**Instructions for the task**
Report the number of lines holding "iter" in the material below, and nothing more.

**Working data**

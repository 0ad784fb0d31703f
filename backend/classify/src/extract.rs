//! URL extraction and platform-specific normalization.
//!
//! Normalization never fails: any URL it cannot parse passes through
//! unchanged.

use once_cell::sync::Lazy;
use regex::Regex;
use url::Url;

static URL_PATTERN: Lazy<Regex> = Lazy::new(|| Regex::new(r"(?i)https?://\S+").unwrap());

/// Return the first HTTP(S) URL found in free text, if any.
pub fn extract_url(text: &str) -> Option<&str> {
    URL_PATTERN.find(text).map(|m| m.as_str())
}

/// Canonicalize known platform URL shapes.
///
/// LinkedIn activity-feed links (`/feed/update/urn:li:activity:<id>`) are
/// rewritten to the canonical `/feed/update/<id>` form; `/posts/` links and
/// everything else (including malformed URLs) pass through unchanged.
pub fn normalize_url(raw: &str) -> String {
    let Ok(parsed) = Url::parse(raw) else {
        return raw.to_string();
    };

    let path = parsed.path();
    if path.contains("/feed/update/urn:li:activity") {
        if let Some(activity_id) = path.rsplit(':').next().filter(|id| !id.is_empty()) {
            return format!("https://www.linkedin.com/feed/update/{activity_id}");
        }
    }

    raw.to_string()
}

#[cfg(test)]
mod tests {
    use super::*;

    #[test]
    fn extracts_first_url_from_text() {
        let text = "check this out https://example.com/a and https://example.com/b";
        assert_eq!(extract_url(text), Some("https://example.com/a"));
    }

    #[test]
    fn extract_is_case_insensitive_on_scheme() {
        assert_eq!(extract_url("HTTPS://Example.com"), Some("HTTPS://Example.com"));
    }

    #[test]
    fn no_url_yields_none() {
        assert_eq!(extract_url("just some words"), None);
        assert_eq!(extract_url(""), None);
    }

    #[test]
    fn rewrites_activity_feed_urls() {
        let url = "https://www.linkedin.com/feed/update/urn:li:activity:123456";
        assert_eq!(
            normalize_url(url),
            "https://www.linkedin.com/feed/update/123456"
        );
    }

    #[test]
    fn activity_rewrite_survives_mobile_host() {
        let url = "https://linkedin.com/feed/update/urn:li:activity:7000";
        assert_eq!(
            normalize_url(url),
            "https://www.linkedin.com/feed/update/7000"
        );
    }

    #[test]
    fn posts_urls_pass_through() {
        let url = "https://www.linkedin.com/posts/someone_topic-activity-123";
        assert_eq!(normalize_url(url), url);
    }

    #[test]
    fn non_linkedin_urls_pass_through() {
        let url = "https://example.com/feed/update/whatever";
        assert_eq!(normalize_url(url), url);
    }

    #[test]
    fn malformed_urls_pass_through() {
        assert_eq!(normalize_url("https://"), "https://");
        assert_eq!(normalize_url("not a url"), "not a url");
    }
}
...
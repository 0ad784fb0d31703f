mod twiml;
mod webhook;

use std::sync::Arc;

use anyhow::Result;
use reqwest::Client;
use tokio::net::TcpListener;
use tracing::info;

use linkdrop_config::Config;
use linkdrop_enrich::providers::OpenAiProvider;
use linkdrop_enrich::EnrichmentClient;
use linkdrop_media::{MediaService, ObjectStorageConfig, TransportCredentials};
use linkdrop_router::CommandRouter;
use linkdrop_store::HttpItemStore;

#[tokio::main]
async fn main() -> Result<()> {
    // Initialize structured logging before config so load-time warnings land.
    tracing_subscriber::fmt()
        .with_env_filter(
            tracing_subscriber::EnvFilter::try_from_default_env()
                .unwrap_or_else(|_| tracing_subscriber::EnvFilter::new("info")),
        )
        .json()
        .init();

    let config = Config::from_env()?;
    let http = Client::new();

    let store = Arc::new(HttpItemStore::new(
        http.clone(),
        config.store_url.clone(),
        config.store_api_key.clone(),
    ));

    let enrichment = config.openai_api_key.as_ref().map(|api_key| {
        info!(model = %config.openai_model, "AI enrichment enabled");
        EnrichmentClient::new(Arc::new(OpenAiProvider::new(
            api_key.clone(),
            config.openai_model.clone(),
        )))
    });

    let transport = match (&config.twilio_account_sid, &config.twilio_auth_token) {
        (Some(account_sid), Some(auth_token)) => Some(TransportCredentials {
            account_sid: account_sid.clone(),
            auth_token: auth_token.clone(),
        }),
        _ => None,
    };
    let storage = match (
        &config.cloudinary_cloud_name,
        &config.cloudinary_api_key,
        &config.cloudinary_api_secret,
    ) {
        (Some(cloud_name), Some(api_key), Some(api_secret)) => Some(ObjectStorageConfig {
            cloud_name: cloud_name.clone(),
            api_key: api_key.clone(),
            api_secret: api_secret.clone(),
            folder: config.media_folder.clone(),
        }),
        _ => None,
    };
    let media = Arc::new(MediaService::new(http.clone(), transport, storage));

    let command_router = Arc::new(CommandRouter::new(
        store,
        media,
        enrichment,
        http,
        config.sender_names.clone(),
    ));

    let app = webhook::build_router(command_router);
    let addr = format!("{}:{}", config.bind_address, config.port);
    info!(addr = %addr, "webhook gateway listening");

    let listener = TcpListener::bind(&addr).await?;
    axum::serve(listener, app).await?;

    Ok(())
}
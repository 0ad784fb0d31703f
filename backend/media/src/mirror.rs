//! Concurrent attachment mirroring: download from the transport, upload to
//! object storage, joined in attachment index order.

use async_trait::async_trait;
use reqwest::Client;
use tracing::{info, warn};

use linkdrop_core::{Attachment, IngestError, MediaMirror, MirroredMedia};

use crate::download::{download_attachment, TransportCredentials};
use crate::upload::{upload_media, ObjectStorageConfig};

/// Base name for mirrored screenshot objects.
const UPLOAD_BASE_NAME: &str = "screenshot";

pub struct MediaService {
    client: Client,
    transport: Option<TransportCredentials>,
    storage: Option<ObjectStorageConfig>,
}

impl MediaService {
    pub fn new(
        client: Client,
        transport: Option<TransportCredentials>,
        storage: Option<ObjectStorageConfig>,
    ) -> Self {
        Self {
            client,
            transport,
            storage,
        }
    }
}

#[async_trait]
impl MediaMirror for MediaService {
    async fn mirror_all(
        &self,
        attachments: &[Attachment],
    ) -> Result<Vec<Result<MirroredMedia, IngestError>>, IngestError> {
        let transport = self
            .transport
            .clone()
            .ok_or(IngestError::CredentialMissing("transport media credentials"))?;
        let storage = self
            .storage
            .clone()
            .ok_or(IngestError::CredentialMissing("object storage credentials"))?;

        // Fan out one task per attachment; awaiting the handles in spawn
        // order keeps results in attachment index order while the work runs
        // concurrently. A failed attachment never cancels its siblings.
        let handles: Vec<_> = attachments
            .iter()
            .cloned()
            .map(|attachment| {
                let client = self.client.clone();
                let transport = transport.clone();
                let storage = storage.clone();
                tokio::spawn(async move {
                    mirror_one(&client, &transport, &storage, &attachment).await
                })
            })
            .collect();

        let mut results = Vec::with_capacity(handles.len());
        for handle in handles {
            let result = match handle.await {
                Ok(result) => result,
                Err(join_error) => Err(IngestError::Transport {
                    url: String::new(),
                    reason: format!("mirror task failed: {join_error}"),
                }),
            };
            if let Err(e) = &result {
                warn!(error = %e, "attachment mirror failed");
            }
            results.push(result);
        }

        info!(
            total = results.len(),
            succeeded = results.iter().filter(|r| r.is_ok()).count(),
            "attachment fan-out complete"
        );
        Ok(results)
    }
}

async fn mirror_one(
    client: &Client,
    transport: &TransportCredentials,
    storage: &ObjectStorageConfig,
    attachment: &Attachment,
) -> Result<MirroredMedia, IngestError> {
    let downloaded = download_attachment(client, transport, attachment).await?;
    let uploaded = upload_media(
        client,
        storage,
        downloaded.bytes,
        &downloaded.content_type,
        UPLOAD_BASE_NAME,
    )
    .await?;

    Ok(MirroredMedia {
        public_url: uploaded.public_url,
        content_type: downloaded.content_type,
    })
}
...
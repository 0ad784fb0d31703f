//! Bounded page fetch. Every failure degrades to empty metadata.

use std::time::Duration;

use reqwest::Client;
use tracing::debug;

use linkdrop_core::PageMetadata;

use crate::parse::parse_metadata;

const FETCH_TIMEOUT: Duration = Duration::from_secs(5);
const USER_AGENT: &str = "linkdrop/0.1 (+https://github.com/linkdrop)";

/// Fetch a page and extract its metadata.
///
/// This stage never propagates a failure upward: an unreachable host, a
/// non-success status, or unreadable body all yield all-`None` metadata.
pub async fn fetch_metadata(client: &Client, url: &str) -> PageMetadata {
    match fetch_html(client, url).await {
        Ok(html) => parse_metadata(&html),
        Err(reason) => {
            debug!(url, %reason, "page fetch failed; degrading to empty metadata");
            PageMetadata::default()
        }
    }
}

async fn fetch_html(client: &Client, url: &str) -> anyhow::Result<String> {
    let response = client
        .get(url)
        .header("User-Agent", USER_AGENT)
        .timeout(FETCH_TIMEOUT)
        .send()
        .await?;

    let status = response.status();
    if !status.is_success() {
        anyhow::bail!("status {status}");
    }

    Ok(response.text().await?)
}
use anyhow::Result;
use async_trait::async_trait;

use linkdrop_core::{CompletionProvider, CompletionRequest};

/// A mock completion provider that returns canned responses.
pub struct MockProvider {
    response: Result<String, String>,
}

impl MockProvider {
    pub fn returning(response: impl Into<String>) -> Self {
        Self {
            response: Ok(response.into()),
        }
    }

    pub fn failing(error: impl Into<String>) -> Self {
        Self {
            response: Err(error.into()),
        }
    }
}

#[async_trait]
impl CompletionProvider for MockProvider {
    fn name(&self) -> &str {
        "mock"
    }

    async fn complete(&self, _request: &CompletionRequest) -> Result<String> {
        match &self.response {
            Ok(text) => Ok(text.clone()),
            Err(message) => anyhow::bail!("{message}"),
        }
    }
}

**Result**
2